Native Execution Mode
HP NonStop S-Series Server Description Manual520331-003
7-10
Invoking Privilege Requires Taking an Exception
Invoking Privilege Requires Taking an
Exception
Unlike TNS processors (CISC-based), which invoke privilege in the microcode of the
calling instruction, RISC-based processors, such as the NonStop S-series processors,
always go through a sequence of events involving an exception to set the privileged
state. Figure 7-5 illustrates the sequences for the three execution modes; the first two
are discussed in Section 6, TNS Execution Modes, and the third in this topic. In all
three cases, a program shown on the left side of the figure is calling the CALLABLE
procedure shown at the right side of the figure.
The native mode case is similar to the accelerated mode case. That is, the calling
code first invokes a gateway that loads a byte from Kseg2. However, the address of
the target byte is different, indicating a native Enter_Priv transition. The byte is loaded
to register v0, not discarded (its negative value indicates to the called procedure that it
was called from a privileged procedure).
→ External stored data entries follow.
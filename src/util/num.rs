/// Largest integer value exactly representable as an `f64` (`2^53 - 1`).
pub const MAX_SAFE_INT: u64 = 9_007_199_254_740_991;

/// Converts an `f64` to `i64` if the value is finite, integral and exactly
/// representable.
///
/// ## Parameters
/// - `value`: The floating-point value to convert.
///
/// ## Returns
/// - `Some(i64)`: The converted value.
/// - `None`: If the value is non-finite, fractional or too large.
///
/// ## Example
/// ```
/// use mathgrader::util::num::f64_to_i64_exact;
///
/// assert_eq!(f64_to_i64_exact(-12.0), Some(-12));
/// assert_eq!(f64_to_i64_exact(1.5), None);
/// assert_eq!(f64_to_i64_exact(f64::INFINITY), None);
/// ```
#[allow(clippy::cast_possible_truncation)]
#[allow(clippy::cast_precision_loss)]
#[must_use]
pub fn f64_to_i64_exact(value: f64) -> Option<i64> {
    if !value.is_finite() || value.fract() != 0.0 || value.abs() > MAX_SAFE_INT as f64 {
        return None;
    }
    Some(value as i64)
}

/// Converts a `usize` to `f64`.
///
/// Shapes and counts handled by this crate are far below `2^53`, so the
/// conversion is exact in practice; values above that bound saturate to the
/// nearest representable float.
#[allow(clippy::cast_precision_loss)]
#[must_use]
pub const fn usize_to_f64(value: usize) -> f64 {
    value as f64
}

/// Converts an `i64` to `f64`.
///
/// Exact for magnitudes up to [`MAX_SAFE_INT`]; callers validate their ranges
/// against that bound first.
#[allow(clippy::cast_precision_loss)]
#[must_use]
pub const fn i64_to_f64(value: i64) -> f64 {
    value as f64
}

/// Returns `true` when `value` is a finite whole number.
#[must_use]
pub fn is_integral(value: f64) -> bool {
    value.is_finite() && value.fract() == 0.0
}
use std::fmt::Display;

/// Overall outcome of a comparison.
#[derive(Debug, Clone, Copy, PartialEq, Eq)]
pub enum Verdict {
    /// Full credit.
    Correct,
    /// Some credit, but not all.
    Partial,
    /// No credit.
    Incorrect,
}

impl Display for Verdict {
    fn fmt(&self, f: &mut std::fmt::Formatter<'_>) -> std::fmt::Result {
        match self {
            Self::Correct => write!(f, "correct"),
            Self::Partial => write!(f, "partial"),
            Self::Incorrect => write!(f, "incorrect"),
        }
    }
}

/// The result of comparing a student's input with an expected answer.
#[derive(Debug, Clone, PartialEq)]
pub struct ComparisonResult {
    /// Outcome.
    pub ok:            Verdict,
    /// Credit awarded, between 0 and 1.
    pub grade_decimal: f64,
    /// Feedback shown to the student; may be empty.
    pub msg:           String,
}

impl ComparisonResult {
    /// Full credit, no message.
    #[must_use]
    pub const fn correct() -> Self {
        Self { ok:            Verdict::Correct,
               grade_decimal: 1.0,
               msg:           String::new(), }
    }

    /// No credit, no message.
    #[must_use]
    pub const fn incorrect() -> Self {
        Self { ok:            Verdict::Incorrect,
               grade_decimal: 0.0,
               msg:           String::new(), }
    }

    /// A result whose verdict follows from its grade.
    ///
    /// # Example
    /// ```
    /// use mathgrader::grading::result::{ComparisonResult, Verdict};
    ///
    /// assert_eq!(ComparisonResult::from_grade(1.0, "").ok, Verdict::Correct);
    /// assert_eq!(ComparisonResult::from_grade(0.5, "close").ok, Verdict::Partial);
    /// assert_eq!(ComparisonResult::from_grade(0.0, "").ok, Verdict::Incorrect);
    /// ```
    #[must_use]
    pub fn from_grade(grade_decimal: f64, msg: impl Into<String>) -> Self {
        let grade_decimal = grade_decimal.clamp(0.0, 1.0);
        let ok = if grade_decimal >= 1.0 {
            Verdict::Correct
        } else if grade_decimal > 0.0 {
            Verdict::Partial
        } else {
            Verdict::Incorrect
        };
        Self { ok,
               grade_decimal,
               msg: msg.into() }
    }

    /// A result that is correct or incorrect with no message.
    #[must_use]
    pub const fn from_bool(ok: bool) -> Self {
        if ok { Self::correct() } else { Self::incorrect() }
    }

    /// Whether full credit was awarded.
    #[must_use]
    pub fn is_correct(&self) -> bool {
        self.ok == Verdict::Correct
    }
}

impl Display for ComparisonResult {
    fn fmt(&self, f: &mut std::fmt::Formatter<'_>) -> std::fmt::Result {
        write!(f, "{} (grade {})", self.ok, self.grade_decimal)?;
        if !self.msg.is_empty() {
            write!(f, ": {}", self.msg)?;
        }
        Ok(())
    }
}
If the test is successful, the exception handler
moves the stack pointer to a fixed address on the privileged stack; it puts the original
stack pointer into v0 so that the called procedure can find its original parameters. Then
it allows the process to proceed in privileged state.
To-RISC shells for CALLABLE native procedures are themselves CALLABLE and use
the same gateways that native procedures use. Yet another Kseg2 address identifies
these gateways, which are entered in accelerated mode and do not switch stacks (the
forthcoming Enter_RISC mode transition does that).
(Gateway tables are like CALLABLE PEP entries: the operating system will not run a
program containing one unless the program is licensed or initiated by the super ID,
255,255.)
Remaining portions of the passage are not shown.